- Opening Delimiter -

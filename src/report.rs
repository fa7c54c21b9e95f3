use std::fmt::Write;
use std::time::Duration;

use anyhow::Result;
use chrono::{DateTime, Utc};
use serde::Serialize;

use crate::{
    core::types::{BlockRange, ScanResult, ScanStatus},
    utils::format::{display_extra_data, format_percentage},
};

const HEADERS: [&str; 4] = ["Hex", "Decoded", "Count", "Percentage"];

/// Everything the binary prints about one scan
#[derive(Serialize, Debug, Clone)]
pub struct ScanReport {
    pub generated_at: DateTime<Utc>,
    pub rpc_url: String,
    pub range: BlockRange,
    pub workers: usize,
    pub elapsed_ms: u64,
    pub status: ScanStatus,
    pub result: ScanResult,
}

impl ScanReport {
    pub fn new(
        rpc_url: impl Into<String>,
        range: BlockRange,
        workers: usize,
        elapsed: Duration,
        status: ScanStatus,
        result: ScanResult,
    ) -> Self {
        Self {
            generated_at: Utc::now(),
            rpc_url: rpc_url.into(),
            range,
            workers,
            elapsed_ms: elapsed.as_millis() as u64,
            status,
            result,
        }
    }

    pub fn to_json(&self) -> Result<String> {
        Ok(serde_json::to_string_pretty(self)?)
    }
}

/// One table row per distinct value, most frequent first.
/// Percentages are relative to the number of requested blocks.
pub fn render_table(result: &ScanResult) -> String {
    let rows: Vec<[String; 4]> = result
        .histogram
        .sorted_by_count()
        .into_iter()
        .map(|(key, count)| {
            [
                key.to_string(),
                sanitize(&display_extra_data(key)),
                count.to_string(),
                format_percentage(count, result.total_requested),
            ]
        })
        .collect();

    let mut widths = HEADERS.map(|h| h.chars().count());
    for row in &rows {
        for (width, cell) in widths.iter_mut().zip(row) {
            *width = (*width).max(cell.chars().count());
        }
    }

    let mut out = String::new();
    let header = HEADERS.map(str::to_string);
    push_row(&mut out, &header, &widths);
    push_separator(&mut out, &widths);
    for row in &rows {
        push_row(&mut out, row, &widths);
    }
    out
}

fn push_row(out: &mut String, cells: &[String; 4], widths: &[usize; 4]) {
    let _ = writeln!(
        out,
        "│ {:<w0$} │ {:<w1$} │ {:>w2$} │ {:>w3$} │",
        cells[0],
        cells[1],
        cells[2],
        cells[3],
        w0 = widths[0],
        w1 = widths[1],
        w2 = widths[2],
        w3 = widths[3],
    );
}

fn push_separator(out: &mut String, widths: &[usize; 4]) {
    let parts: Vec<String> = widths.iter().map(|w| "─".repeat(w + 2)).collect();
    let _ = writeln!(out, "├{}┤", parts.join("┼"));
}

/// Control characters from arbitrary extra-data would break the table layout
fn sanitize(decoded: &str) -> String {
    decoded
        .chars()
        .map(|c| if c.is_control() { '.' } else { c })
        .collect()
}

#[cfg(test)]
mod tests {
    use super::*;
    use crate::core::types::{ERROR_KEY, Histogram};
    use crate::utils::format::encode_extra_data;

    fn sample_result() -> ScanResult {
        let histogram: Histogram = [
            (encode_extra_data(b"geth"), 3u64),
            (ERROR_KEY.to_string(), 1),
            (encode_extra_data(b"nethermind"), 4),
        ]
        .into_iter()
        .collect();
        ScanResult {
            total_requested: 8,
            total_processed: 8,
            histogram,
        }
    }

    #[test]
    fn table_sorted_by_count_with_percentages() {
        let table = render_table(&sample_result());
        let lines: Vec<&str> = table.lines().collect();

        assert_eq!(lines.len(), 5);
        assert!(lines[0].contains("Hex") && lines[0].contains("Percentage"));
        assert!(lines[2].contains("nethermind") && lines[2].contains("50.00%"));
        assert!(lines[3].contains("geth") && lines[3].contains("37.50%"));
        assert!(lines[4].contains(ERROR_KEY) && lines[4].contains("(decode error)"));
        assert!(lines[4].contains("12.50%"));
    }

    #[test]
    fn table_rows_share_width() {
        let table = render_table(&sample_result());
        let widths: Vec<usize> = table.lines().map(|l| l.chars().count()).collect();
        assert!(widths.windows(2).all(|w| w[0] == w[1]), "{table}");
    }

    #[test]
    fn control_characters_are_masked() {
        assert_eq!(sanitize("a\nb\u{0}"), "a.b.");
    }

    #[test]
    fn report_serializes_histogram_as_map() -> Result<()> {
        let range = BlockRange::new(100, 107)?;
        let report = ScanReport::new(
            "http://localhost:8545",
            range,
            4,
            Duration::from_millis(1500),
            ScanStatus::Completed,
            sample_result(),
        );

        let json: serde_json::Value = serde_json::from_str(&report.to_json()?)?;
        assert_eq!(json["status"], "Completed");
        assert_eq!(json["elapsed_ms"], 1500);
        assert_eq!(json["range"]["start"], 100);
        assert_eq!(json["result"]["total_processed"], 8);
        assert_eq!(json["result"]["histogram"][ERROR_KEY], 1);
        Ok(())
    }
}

- Closing Delimiter -

ACTIVITY:
Nothing in the data above should change. Please copy it all.

RESPONSE TO THE EXERCISE:
filename src/report.rs
repository fa7c54c21b9e95f3
use std::fmt::Write;
use std::time::Duration;

use anyhow::Result;
use chrono::{DateTime, Utc};
use serde::Serialize;

use crate::{
    core::types::{BlockRange, ScanResult, ScanStatus},
    utils::format::{display_extra_data, format_percentage},
};

const HEADERS: [&str; 4] = ["Hex", "Decoded", "Count", "Percentage"];

/// Everything the binary prints about one scan
#[derive(Serialize, Debug, Clone)]
pub struct ScanReport {
    pub generated_at: DateTime<Utc>,
    pub rpc_url: String,
    pub range: BlockRange,
    pub workers: usize,
    pub elapsed_ms: u64,
    pub status: ScanStatus,
    pub result: ScanResult,
}

impl ScanReport {
    pub fn new(
        rpc_url: impl Into<String>,
        range: BlockRange,
        workers: usize,
        elapsed: Duration,
        status: ScanStatus,
        result: ScanResult,
    ) -> Self {
        Self {
            generated_at: Utc::now(),
            rpc_url: rpc_url.into(),
            range,
            workers,
            elapsed_ms: elapsed.as_millis() as u64,
            status,
            result,
        }
    }

    pub fn to_json(&self) -> Result<String> {
        Ok(serde_json::to_string_pretty(self)?)
    }
}

/// One table row per distinct value, most frequent first.
/// Percentages are relative to the number of requested blocks.
pub fn render_table(result: &ScanResult) -> String {
    let rows: Vec<[String; 4]> = result
        .histogram
        .sorted_by_count()
        .into_iter()
        .map(|(key, count)| {
            [
                key.to_string(),
                sanitize(&display_extra_data(key)),
                count.to_string(),
                format_percentage(count, result.total_requested),
            ]
        })
        .collect();

    let mut widths = HEADERS.map(|h| h.chars().count());
    for row in &rows {
        for (width, cell) in widths.iter_mut().zip(row) {
            *width = (*width).max(cell.chars().count());
        }
    }

    let mut out = String::new();
    let header = HEADERS.map(str::to_string);
    push_row(&mut out, &header, &widths);
    push_separator(&mut out, &widths);
    for row in &rows {
        push_row(&mut out, row, &widths);
    }
    out
}

fn push_row(out: &mut String, cells: &[String; 4], widths: &[usize; 4]) {
    let _ = writeln!(
        out,
        "│ {:<w0$} │ {:<w1$} │ {:>w2$} │ {:>w3$} │",
        cells[0],
        cells[1],
        cells[2],
        cells[3],
        w0 = widths[0],
        w1 = widths[1],
        w2 = widths[2],
        w3 = widths[3],
    );
}

fn push_separator(out: &mut String, widths: &[usize; 4]) {
    let parts: Vec<String> = widths.iter().map(|w| "─".repeat(w + 2)).collect();
    let _ = writeln!(out, "├{}┤", parts.join("┼"));
}

/// Control characters from arbitrary extra-data would break the table layout
fn sanitize(decoded: &str) -> String {
    decoded
        .chars()
        .map(|c| if c.is_control() { '.' } else { c })
        .collect()
}

#[cfg(test)]
mod tests {
    use super::*;
    use crate::core::types::{ERROR_KEY, Histogram};
    use crate::utils::format::encode_extra_data;

    fn sample_result() -> ScanResult {
        let histogram: Histogram = [
            (encode_extra_data(b"geth"), 3u64),
            (ERROR_KEY.to_string(), 1),
            (encode_extra_data(b"nethermind"), 4),
        ]
        .into_iter()
        .collect();
        ScanResult {
            total_requested: 8,
            total_processed: 8,
            histogram,
        }
    }

    #[test]
    fn table_sorted_by_count_with_percentages() {
        let table = render_table(&sample_result());
        let lines: Vec<&str> = table.lines().collect();

        assert_eq!(lines.len(), 5);
        assert!(lines[0].contains("Hex") && lines[0].contains("Percentage"));
        assert!(lines[2].contains("nethermind") && lines[2].contains("50.00%"));
        assert!(lines[3].contains("geth") && lines[3].contains("37.50%"));
        assert!(lines[4].contains(ERROR_KEY) && lines[4].contains("(decode error)"));
        assert!(lines[4].contains("12.50%"));
    }

    #[test]
    fn table_rows_share_width() {
        let table = render_table(&sample_result());
        let widths: Vec<usize> = table.lines().map(|l| l.chars().count()).collect();
        assert!(widths.windows(2).all(|w| w[0] == w[1]), "{table}");
    }

    #[test]
    fn control_characters_are_masked() {
        assert_eq!(sanitize("a\nb\u{0}"), "a.b.");
    }

    #[test]
    fn report_serializes_histogram_as_map() -> Result<()> {
        let range = BlockRange::new(100, 107)?;
        let report = ScanReport::new(
            "http://localhost:8545",
            range,
            4,
            Duration::from_millis(1500),
            ScanStatus::Completed,
            sample_result(),
        );

        let json: serde_json::Value = serde_json::from_str(&report.to_json()?)?;
        assert_eq!(json["status"], "Completed");
        assert_eq!(json["elapsed_ms"], 1500);
        assert_eq!(json["range"]["start"], 100);
        assert_eq!(json["result"]["total_processed"], 8);
        assert_eq!(json["result"]["histogram"][ERROR_KEY], 1);
        Ok(())
    }
}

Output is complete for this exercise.